Wednesday, March 30, 2016

The Earh Could Be Hit By Super Solar Flare

On March 24th 2016, a new study published in the journal, Nature Communications, revealed evidence that suggests that the Earth could one day be hit by what is known as a super solar flare. A solar flare happens when magnetic energy that has built up within the sun's atmosphere is suddenly released. This occurrence sends highly charged particles hurtling toward the Earth where most of it is deflected by the electromagnetic field.

Here on Earth we witness these particles as the auroras that happen at the north and south poles. According to professor Christopher Karoff, of Aarhus University in Denmark, who led the team who researched the phenomenon, super solar flares are much more explosive events that are one to six orders-of-magnitude larger than the largest flare observed on the sun, through the space age.

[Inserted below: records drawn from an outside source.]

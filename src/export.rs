//! Export Module
//! Writes the filtered table as CSV and saves rendered chart reports.

use crate::data::{DashboardTable, Field};
use polars::prelude::*;
use std::path::{Path, PathBuf};
use thiserror::Error;
use tracing::{info, warn};

pub const CONVERSION_RATE_COLUMN: &str = "conversion_rate";

#[derive(Error, Debug)]
pub enum ExportError {
    #[error("Failed to build CSV: {0}")]
    Polars(#[from] PolarsError),
    #[error("Failed to write {path}: {source}")]
    Io {
        path: PathBuf,
        #[source]
        source: std::io::Error,
    },
}

/// Serializes dashboard tables with Polars.
pub struct CsvExporter;

impl CsvExporter {
    /// Build a DataFrame holding only the columns present in `table`, in
    /// the order date, walk_ins, test_drives, conversion_rate.
    pub fn to_dataframe(table: &DashboardTable) -> PolarsResult<DataFrame> {
        let present = table.columns();
        let rows = table.rows();
        let mut columns: Vec<Column> = Vec::new();

        if present.date {
            let dates: Vec<String> = rows
                .iter()
                .map(|r| r.date.map(|d| d.format("%Y-%m-%d").to_string()).unwrap_or_default())
                .collect();
            columns.push(Column::new(Field::Date.name().into(), dates));
        }
        if present.walk_ins {
            let walk_ins: Vec<i64> = rows.iter().map(|r| r.walk_ins.unwrap_or(0)).collect();
            columns.push(Column::new(Field::WalkIns.name().into(), walk_ins));
        }
        if present.test_drives {
            let test_drives: Vec<i64> = rows.iter().map(|r| r.test_drives.unwrap_or(0)).collect();
            columns.push(Column::new(Field::TestDrives.name().into(), test_drives));
        }
        if present.has_conversion_rate() {
            let rates: Vec<f64> = rows
                .iter()
                .map(|r| r.conversion_rate().unwrap_or(0.0))
                .collect();
            columns.push(Column::new(CONVERSION_RATE_COLUMN.into(), rates));
        }

        DataFrame::new(columns)
    }

    /// CSV text with a header row and no index column.
    pub fn to_csv_bytes(table: &DashboardTable) -> Result<Vec<u8>, ExportError> {
        let mut df = Self::to_dataframe(table)?;
        let mut buf: Vec<u8> = Vec::new();
        CsvWriter::new(&mut buf)
            .include_header(true)
            .finish(&mut df)?;
        Ok(buf)
    }

    /// Write the table as CSV to `path`.
    pub fn write_csv(table: &DashboardTable, path: &Path) -> Result<(), ExportError> {
        let bytes = Self::to_csv_bytes(table)?;
        write_file(path, &bytes)?;
        info!(path = %path.display(), rows = table.len(), "exported CSV");
        Ok(())
    }
}

/// Write bytes to `path`.
pub fn write_file(path: &Path, bytes: &[u8]) -> Result<(), ExportError> {
    std::fs::write(path, bytes).map_err(|source| ExportError::Io {
        path: path.to_path_buf(),
        source,
    })
}

/// Open an exported file with the system default application.
pub fn open_with_default_app(path: &Path) {
    if let Err(e) = open::that(path) {
        warn!(path = %path.display(), error = %e, "could not open exported file");
    }
}

#[cfg(test)]
mod tests {
    use super::*;
    use crate::data::{ColumnSet, DataLoader, DateRange, Record};
    use chrono::NaiveDate;
    use tempfile::tempdir;

    fn date(y: i32, m: u32, d: u32) -> NaiveDate {
        NaiveDate::from_ymd_opt(y, m, d).unwrap()
    }

    fn sample() -> DashboardTable {
        DashboardTable::new(
            ColumnSet {
                date: true,
                walk_ins: true,
                test_drives: true,
            },
            vec![
                Record {
                    date: Some(date(2024, 1, 1)),
                    walk_ins: Some(10),
                    test_drives: Some(2),
                },
                Record {
                    date: Some(date(2024, 1, 2)),
                    walk_ins: Some(0),
                    test_drives: Some(5),
                },
                Record {
                    date: Some(date(2024, 1, 2)),
                    walk_ins: Some(3),
                    test_drives: Some(1),
                },
            ],
        )
    }

    #[test]
    fn test_csv_has_header_and_no_index() {
        let bytes = CsvExporter::to_csv_bytes(&sample()).unwrap();
        let text = String::from_utf8(bytes).unwrap();
        let mut lines = text.lines();
        assert_eq!(lines.next(), Some("date,walk_ins,test_drives,conversion_rate"));
        let first = lines.next().unwrap();
        assert!(first.starts_with("2024-01-01,10,2,20"));
        assert_eq!(text.lines().count(), 4);
    }

    #[test]
    fn test_only_present_columns_are_written() {
        let table = DashboardTable::new(
            ColumnSet {
                date: false,
                walk_ins: true,
                test_drives: false,
            },
            vec![Record {
                date: None,
                walk_ins: Some(7),
                test_drives: None,
            }],
        );
        let text = String::from_utf8(CsvExporter::to_csv_bytes(&table).unwrap()).unwrap();
        assert_eq!(text.lines().collect::<Vec<_>>(), vec!["walk_ins", "7"]);
    }

    #[test]
    fn test_export_round_trip_through_loader() {
        let day = date(2024, 1, 2);
        let filtered = sample().filter_by_date(DateRange::new(day, day));

        let bytes = CsvExporter::to_csv_bytes(&filtered).unwrap();
        let mut loader = DataLoader::new();
        let reloaded = loader.load_bytes(&bytes).unwrap();

        assert_eq!(reloaded.table.columns(), filtered.columns());
        assert_eq!(reloaded.table.rows(), filtered.rows());
        let rates: Vec<Option<f64>> = reloaded
            .table
            .rows()
            .iter()
            .map(|r| r.conversion_rate())
            .collect();
        let expected: Vec<Option<f64>> = filtered.rows().iter().map(|r| r.conversion_rate()).collect();
        assert_eq!(rates, expected);
    }

    #[test]
    fn test_write_csv_to_file() {
        let dir = tempdir().unwrap();
        let path = dir.path().join("filtered_customer_data.csv");
        CsvExporter::write_csv(&sample(), &path).unwrap();

        let mut loader = DataLoader::new();
        let reloaded = loader.load_file(&path).unwrap();
        assert_eq!(reloaded.table.len(), 3);
    }

    #[test]
    fn test_write_into_missing_dir_fails() {
        let dir = tempdir().unwrap();
        let path = dir.path().join("missing").join("out.csv");
        let err = CsvExporter::write_csv(&sample(), &path).unwrap_err();
        assert!(matches!(err, ExportError::Io { .. }));
    }
}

Prof Karoff and his team used the Guo Shou Jing telescope in China to observe nearly 100,000 stars. What he and his team found, was that about one in ten of those stars were producing super solar flares, and that those stars had a magnetic field similar to, or weaker than our sun. Prof Karoff said that he and his team did not expect this finding. It leaves open the possibility that our sun could one day produce a super flare.

If the Earth were hit by a super flare eruption today, it would not only damage electronic equipment, but it would damage our atmosphere and the planet's ability to support life. However, there is evidence that the Earth has been hit by a super flare in the past. Tree rings from a geological archive, from 775 AD have shown an anomalously large amount of carbon 14 which is a radioactive isotope. Carbon 14 is formed when either cosmic rays or highly energetic protons from the sun enter the Earth's atmosphere.

On the bright side, if the Earth were hit by a super flare, it wouldn't necessarily be as bad as the ending of the 2009 movie, "Knowing."  And, we would at least have some warning time. A Coronal Mass Ejection or CME, would take anywhere from 18 hours to five days to reach us.